When they founded Manifest alongside country musician  River Shook, Libero said they wanted to increase connectivity and visibility among local women and gender-expansive performers. 

“Manifest is a way to bring everyone together and flood the scene with female and non-binary artists,” they said.

In order to be eligible to perform, women and members of the LGBTQ+ community must make up at least half of the act.

Ash Graña, bassist for Narsick — a Chapel Hill based indie punk band that will be featured at the festival — said she has observed a recent increase of gender inclusivity in the North Carolina underground music scene. 
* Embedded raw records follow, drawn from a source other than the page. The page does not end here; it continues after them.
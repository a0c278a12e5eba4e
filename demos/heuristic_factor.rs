use terrain_pathfinding::{search, Grid, Point, Rect, SearchOptions, Terrain, TerrainGrid};

// The heuristic weight scales the heuristic, causing nodes that are closer to the goal
// (ignoring terrain) to be evaluated quicker than in normal operation. This is called Weighted
// A* and it can speed up the search at the cost of optimality. Tie-breaking inflates the
// heuristic by a tiny amount, which has a similar effect on maps with many equal cost paths.

fn main() {
    const N: i32 = 30;
    let mut grid = TerrainGrid::new(N as usize, N as usize, Terrain::Flat);
    grid.set_rectangle(&Rect::new(8, 8, 8, 8), Terrain::MountainTop);
    grid.set_rectangle(&Rect::new(0, 3, 6, 6), Terrain::Forest);
    grid.set_rectangle(&Rect::new(10, 0, 6, 6), Terrain::Sand);
    grid.set_rectangle(&Rect::new(18, 20, 4, 10), Terrain::Water);
    println!("{}", grid);
    let start = Point::new(1, 1);
    let end = Point::new(N - 3, N - 3);
    let runs = [
        ("Dijkstra", SearchOptions::dijkstra()),
        ("A*", SearchOptions::astar(1.0)),
        ("Weighted A* (1.3)", SearchOptions::astar(1.3)),
        ("A* with tie-break", SearchOptions::astar(1.0).with_tie_break(true)),
    ];
    for (name, options) in runs {
        let result = search(&grid, start, end, &options.with_diagonal(true)).unwrap();
        println!(
            "{name}: {} expansions, cost {:?}, {} steps",
            result.stats.expansions,
            result.path_cost(),
            result.path.len()
        );
    }
}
“It's a combination of things and events like Manifest that kind of spotlight members of the female and queer, non-binary community that are involved in music and people may not know about because they aren’t on the 'normal' spectrum of what people have been exposed to in the past in the area,” they said. "Events like Manifest are a huge, huge step in the right direction." 

Sarah Landis, Narsick's bassist, said  they became involved in Manifest because of a personal connection with Libero, who curates the roster by contacting potential artists she knows from 15 years of working as a local musician.

Libero said that although the area’s independent music scene has suffered in recent years from COVID-19 pandemic-related closures of well-known venues such as Nightlight, there is still a vibrant community that Manifest continues to spotlight.

“Manifest is carrying on the tradition and letting people know that Chapel Hill is a music town,” she said.

Manifest will receive support of college radio disc jockeys at UNC’s WXYC and N.C. State’s WKNC, Libero said. 

The festival’s two-day programming will take place at three Chapel Hill-Carrboro venues — The Cave, Local 506 and The PITCH.

"The lineup was designed with a staggering schedule in mind," Libero said, "so attendees will have twenty minutes to walk between venues and see as many acts as possible."

Tickets for Manifest 6 are on sale now. Attendees can purchase a two-day, all-venue pass for $35 or an $18 ticket for a single evening. Shows start at 8 p.m. on both Friday, March 22 and Saturday, March 23.